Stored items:
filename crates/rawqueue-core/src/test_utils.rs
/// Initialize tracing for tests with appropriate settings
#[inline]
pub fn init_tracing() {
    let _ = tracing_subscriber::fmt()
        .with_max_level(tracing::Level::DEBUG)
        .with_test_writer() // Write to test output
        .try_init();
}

**What the exercise asks:** Reproduce the data. Match each line exactly.

**Exercise solution:**
filename crates/rawqueue-core/src/test_utils.rs
/// Initialize tracing for tests with appropriate settings
#[inline]
pub fn init_tracing() {
    let _ = tracing_subscriber::fmt()
        .with_max_level(tracing::Level::DEBUG)
        .with_test_writer() // Write to test output
        .try_init();
}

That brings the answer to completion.